I have swum and paddled the Ichetucknee for years.  When I became cave certified, the iconic image that John Moran took in the cavern put Blue Hole on my list of places to see. Blue Hole is a series of large rooms separated by smaller spaces. The first two rooms are in what we refer to as the “cavern zone.” The words cave and cavern have very specific meanings in cave diving. A cavern is an area of a cave where visible light can still be seen.  Although still riskier diving than pure open water, the cavern zone is open to divers with less training and equipment than the completely dark and maze-like cave zone. The cavern zone at Blue Hole is the most spectacular of any of our springs. The entrance is a well-lit central hole (like the neck of the Jug, its other name) where a beam of light shines down into the first cavern room. This beam creates a natural sundial.  I can often just look at a picture and know what time of day it was taken. In the second room the beam can still be seen in the distance, but now with the surface obscured, the light here is a muted deep blue and the beam slowly moves with the tree shadows above. The effect is impossible to capture with any camera technology, but some good attempts have been made.

After the cavern zone, the cave enters an area called a bedding plane. A bedding plane is a very common geological feature in Florida. All our rocks are various combinations of fossils from millions of years of shallow seas that once covered Florida (and may again too soon). As the ecology changed the layers changed. Some are very crumbly and full of large fossils of mostly sea urchins and sea biscuits, plus some fish and whales. These layers are usually the ones the caves go though, the water better able to erode these softer rocks. The bedding plane is made of diatom (microscopic algae) bodies more slowly and thus result in very flat and hard layers, a plane that “beds” the lowest level of the cave. Many of our rivers also end in this layer.  I have seen stretches so flat and white at the bottom of the Suwannee that it looks man-made, nearly indistinguishable from a concrete floor and made of the same material. The bedding plane in Blue Hole is very low but also very wide and, in side-mount gear, is actually comfortably traversable. Most images taken of divers in this area make it appear more claustrophobic than it feels.

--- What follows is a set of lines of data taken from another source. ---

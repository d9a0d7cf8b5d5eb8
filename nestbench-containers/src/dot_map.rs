//! DotMap - key and attribute access over one mapping
//!
//! A dynamic container in the style of attribute-access dict wrappers. Keys
//! can be read with [`DotMap::get`]; the same entries resolve as attributes
//! through dotted paths such as `"level1.level2.level3"`. Writing a dotted
//! path creates any missing intermediate maps.

use nestbench_core::{AccessError, Implementation, NestedDocument, Node};
use std::collections::HashMap;

/// Value stored in a [`DotMap`]
#[derive(Debug, Clone, PartialEq, Eq)]
pub enum DotValue {
    /// Integer leaf
    Int(i64),
    /// Nested map
    Map(DotMap),
}

impl DotValue {
    /// The integer leaf, if any
    pub fn as_int(&self) -> Option<i64> {
        match self {
            DotValue::Int(value) => Some(*value),
            DotValue::Map(_) => None,
        }
    }

    /// The nested map, if any
    pub fn as_map(&self) -> Option<&DotMap> {
        match self {
            DotValue::Map(map) => Some(map),
            DotValue::Int(_) => None,
        }
    }
}

/// Mapping with both key-style and attribute-style access
#[derive(Debug, Clone, Default, PartialEq, Eq)]
pub struct DotMap {
    entries: HashMap<String, DotValue>,
}

impl DotMap {
    /// Empty map
    pub fn new() -> Self {
        Self::default()
    }

    /// Deep-copy a nested document
    pub fn from_document(document: &NestedDocument) -> Self {
        fn convert(node: &Node) -> DotValue {
            match node {
                Node::Int(value) => DotValue::Int(*value),
                Node::Map(map) => DotValue::Map(DotMap {
                    entries: map
                        .iter()
                        .map(|(key, child)| (key.clone(), convert(child)))
                        .collect(),
                }),
            }
        }

        Self {
            entries: document
                .root()
                .iter()
                .map(|(key, node)| (key.clone(), convert(node)))
                .collect(),
        }
    }

    /// Key lookup
    pub fn get(&self, key: &str) -> Option<&DotValue> {
        self.entries.get(key)
    }

    /// Mutable key lookup
    pub fn get_mut(&mut self, key: &str) -> Option<&mut DotValue> {
        self.entries.get_mut(key)
    }

    /// Insert or replace a key
    pub fn insert(&mut self, key: impl Into<String>, value: DotValue) -> Option<DotValue> {
        self.entries.insert(key.into(), value)
    }

    /// Number of top-level entries
    pub fn len(&self) -> usize {
        self.entries.len()
    }

    /// Whether the map has no entries
    pub fn is_empty(&self) -> bool {
        self.entries.is_empty()
    }

    /// Attribute lookup: like [`get`](Self::get), but a miss is an error
    pub fn attr(&self, name: &str) -> Result<&DotValue, AccessError> {
        self.entries
            .get(name)
            .ok_or_else(|| AccessError::MissingAttribute(name.to_string()))
    }

    /// Resolve a dotted attribute path
    pub fn get_path(&self, path: &str) -> Result<&DotValue, AccessError> {
        let mut segments = path.split('.');
        let first = segments.next().unwrap_or_default();
        let mut current = self.attr(first)?;
        let mut parent = first;
        for segment in segments {
            current = current
                .as_map()
                .ok_or_else(|| AccessError::NotAMapping(parent.to_string()))?
                .attr(segment)?;
            parent = segment;
        }
        Ok(current)
    }

    /// Assign through a dotted attribute path, creating missing parents
    pub fn set_path(&mut self, path: &str, value: DotValue) -> Result<(), AccessError> {
        let (parents, leaf) = match path.rsplit_once('.') {
            Some((parents, leaf)) => (Some(parents), leaf),
            None => (None, path),
        };

        let mut map = self;
        for segment in parents.into_iter().flat_map(|p| p.split('.')) {
            let entry = map
                .entries
                .entry(segment.to_string())
                .or_insert_with(|| DotValue::Map(DotMap::new()));
            map = match entry {
                DotValue::Map(inner) => inner,
                DotValue::Int(_) => return Err(AccessError::NotAMapping(segment.to_string())),
            };
        }
        map.assign(leaf, value);
        Ok(())
    }

    /// Overwrite `key` in place, inserting it only when absent
    pub fn assign(&mut self, key: &str, value: DotValue) {
        match self.entries.get_mut(key) {
            Some(slot) => *slot = value,
            None => {
                self.entries.insert(key.to_string(), value);
            }
        }
    }
}

fn child<'a>(map: &'a DotMap, key: &str) -> Result<&'a DotMap, AccessError> {
    map.get(key)
        .ok_or_else(|| AccessError::MissingKey(key.to_string()))?
        .as_map()
        .ok_or_else(|| AccessError::NotAMapping(key.to_string()))
}

fn child_mut<'a>(map: &'a mut DotMap, key: &str) -> Result<&'a mut DotMap, AccessError> {
    match map.get_mut(key) {
        Some(DotValue::Map(inner)) => Ok(inner),
        Some(DotValue::Int(_)) => Err(AccessError::NotAMapping(key.to_string())),
        None => Err(AccessError::MissingKey(key.to_string())),
    }
}

fn construct(document: &NestedDocument) -> Result<DotMap, AccessError> {
    Ok(DotMap::from_document(document))
}

fn read_key(map: &DotMap) -> Result<i64, AccessError> {
    let [l1, l2, l3] = NestedDocument::PATH;
    child(child(map, l1)?, l2)?
        .get(l3)
        .ok_or_else(|| AccessError::MissingKey(l3.to_string()))?
        .as_int()
        .ok_or_else(|| AccessError::NotAnInteger(l3.to_string()))
}

fn write_key(map: &mut DotMap, value: i64) -> Result<(), AccessError> {
    let [l1, l2, l3] = NestedDocument::PATH;
    child_mut(child_mut(map, l1)?, l2)?.assign(l3, DotValue::Int(value));
    Ok(())
}

fn read_dot(map: &DotMap) -> Result<i64, AccessError> {
    let path = NestedDocument::DOTTED_PATH;
    map.get_path(path)?
        .as_int()
        .ok_or_else(|| AccessError::NotAnInteger(path.to_string()))
}

fn write_dot(map: &mut DotMap, value: i64) -> Result<(), AccessError> {
    map.set_path(NestedDocument::DOTTED_PATH, DotValue::Int(value))
}

pub(crate) fn implementation() -> Implementation {
    Implementation::builder("DotMap", "DotMap::from(doc)", construct)
        .key_access(read_key, write_key)
        .dot_access(read_dot, write_dot)
        .build()
}
//! Human-readable table output

use crate::report::{Report, ReportRow};
use nestbench_core::Operation;

/// Cell text for an unavailable measurement
pub const NOT_AVAILABLE: &str = "N/A";

const NAME_WIDTH: usize = 12;
const VALUE_WIDTH: usize = 8;
const RULE_WIDTH: usize = 70;

/// Render the header block and one fixed-width line per implementation.
///
/// Times are total seconds for all repetitions with five decimals.
pub fn format_table(report: &Report) -> String {
    let mut output = String::new();

    output.push_str(&format!("Rust Ver.: {}\n", report.meta.toolchain));
    output.push_str(&format!("Epoch: {}\n", report.meta.iterations));

    output.push_str(&format!("{:<NAME_WIDTH$}", "Library"));
    for op in Operation::ALL {
        output.push_str(&format!(" | {:<VALUE_WIDTH$}", op.label()));
    }
    output.push('\n');
    output.push_str(&"-".repeat(RULE_WIDTH));
    output.push('\n');

    for row in &report.rows {
        output.push_str(&format_row(row));
        output.push('\n');
    }

    output
}

fn format_row(row: &ReportRow) -> String {
    let mut line = format!("{:<NAME_WIDTH$}", row.name);
    for op in Operation::ALL {
        line.push_str(&format!(" | {:<VALUE_WIDTH$}", format_cell(row.elapsed_seconds(op))));
    }
    line
}

fn format_cell(seconds: Option<f64>) -> String {
    match seconds {
        Some(s) => format!("{:.5}", s),
        None => NOT_AVAILABLE.to_string(),
    }
}
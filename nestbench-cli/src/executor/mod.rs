//! Benchmark Executor
//!
//! Drives every active implementation through the fixed operation sequence
//! and turns the outcomes into a report.
//!
//! ```text
//! Registry::activate()
//!       │
//!       ▼
//! ┌─────────────┐
//! │  execution  │  Init, then reads, then writes on one instance
//! └──────┬──────┘
//!        │  Vec<ReportRow>
//!        ▼
//! ┌─────────────┐
//! │  metadata   │  Toolchain, timestamp, platform
//! └──────┬──────┘
//!        │
//!        ▼
//!      Report
//! ```

mod execution;
mod metadata;

pub use execution::{ExecutionConfig, Runner};
pub use metadata::{build_report, build_report_meta};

Once the divers exit this section, the gray room awaits with its piles of diamond sands. The effect is magical.  Anywhere our light beams fall on the floor, the sand sparkles as if full of diamonds. To my knowledge and based on various conversations I’ve had with other divers, these diamond sands exist nowhere else and their composition is unknown. At the end of this room is diamond sands restriction, requiring finesse to pass through a hole just large enough for a single diver. The cave continues in a main tunnel with tiny tunnels branching off, each bringing in water to the spring. At the end of this tunnel, the flow of water stops.

The loft room is the end of the cave for human-sized divers. Here the cave changes once again into a canyon with overhanging ledges and a thick silty bottom that requires care and training not to stir up. Obviously a large flow once carved this room, but silt has since filled it in. Was this natural or the result of human activity at the surface? Phosphate mines, lumber mills, and roads once existed at the surface not far from here. Who knows what lies buried at the end of Blue Hole Spring…perhaps tunnels leading north to Lake City and beyond.